True leukonychia occurs when the actual nail plate is white due to alterations of the nail plate keratinocytes. Apparent leukonychia is due to alterations in the nail bed, matrix or hyponychium that give the nail the white appearance.

Punctate leukonychia is common and results from minor nail trauma to the nail in the vicinity of the nail matrix, resulting in nucleated keratinocytes in the nail, which appear as small white areas (Figure 60). An extension of punctate leukonychia is transverse leukonychia, also due to trauma to the matrix, often during manicuring. These narrow white lines are often parallel with the proximal nail fold and grow out with the nail. True leukonychia can be seen in some types of onychomycosis and psoriasis.



Apparent leukonychia describes a nail that looks white but is, in fact, normal in color. Onycholysis is an example of apparent leukonychia because the white appearance is due to air beneath the nail. When the nail is removed in apparent leukonychia, the nail plate is of normal color (Figure 61). Three examples of pseudoleukonychia are Terry’s nail, Muehrche’s lines, and half-and-half nails. These conditions are due to nail bed whitening.



Terry’s nails (Figure 62) appear milky white and opaque from the lunula to the onychodermal band. Terry’s nails are seen in patients with hepatic dysfunction and cirrhosis. There have been reports of Terry’s nails in patients with chronic congestive heart disease, type 2 diabetes mellitus, and aging. The Terry’s nails of congestive heart failure may also be pink, a different presentation from the white nails of liver disease.

Muehrche’s lines (Figure 63) are white horizontal bands that are parallel to the lunula and separated by pink bands. This condition occurs when the serum albumin is low, and disappears when the albumin levels return to normal. Muehrche’s lines occur in patients with renal failure and/or hemodialysis.



The half-and-half nail has a proximal, opaque, white portion that obscures the lunula and a distal red/brown color (Figure 64). It also occurs in patients in renal failure and on hemodialysis.

Other causes of true leukonychia are onychomycosis and psoriasis.

Saturday, April 30, 2011

Chromonychia

Chromonychia is the presence of abnormal nail color. The natural nail plate is translucent and derives its apparent color from the underlying structures. Certain internal diseases and medications can cause color abnormalities in the nail plate. External factors can stain and discolor the nail plate. When the pigmentation is caused by external factors, the change in pigmentation parallels the contour of the proximal nail fold and, when caused by internal factors, the change usually follows the lunula contour.

Friday, April 29, 2011

Brachyonychia

In brachyonychia, or short nails, the longitudinal dimension of the nail is shorter than normal, giving the fingernail an unusually broad appearance.

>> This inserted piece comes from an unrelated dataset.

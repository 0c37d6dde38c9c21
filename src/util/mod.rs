//! Utility modules for wtpgen

pub mod logging;

pub use logging::{init_default, init_from_env, init_logging, LoggingConfig};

This can occur as an isolated finding and there may be shortening of the terminal phalanx. The thumbs are commonly affected (racket nails) and this may be familial (Figures 7 and 8).

Thursday, April 28, 2011

Beau’s lines

Beau’s lines are horizontal grooves in the nail plate that represent an arrest or slow-down in the growth of the nail matrix. A severe medical event such as surgery, allergic reaction to medication or serious trauma to the system can trigger Beau’s lines. The depth and width of the line speak to the abruptness and duration of the event. Beau’s lines move distally as the nail grows over time (Figure 6).

Wednesday, April 27, 2011

Anonychia

Anonychia is the absence of nail. It can occur as the end result of scarring (onychatrophy) (Figure 4) and in congenital disorders, often when there is malformation of the corresponding digit (Figure 5).

Tuesday, April 26, 2011

Nail Biopsy

When history and clinical features alone do not yield a diagnosis, a biopsy of the nail should be considered. The location of the nail biopsy is dependent upon which part of the nail unit is responsible for the pathological features of the nail. When the nail plate is abnormal, the pathological process is often located in the nail matrix or is a space occupying lesion in the nail fold. Nail bed and nail fold changes require biopsy of the appropriate area. If the clinician is not experienced or comfortable with the procedure of nail biopsy, a referral to a dermatologist should be considered.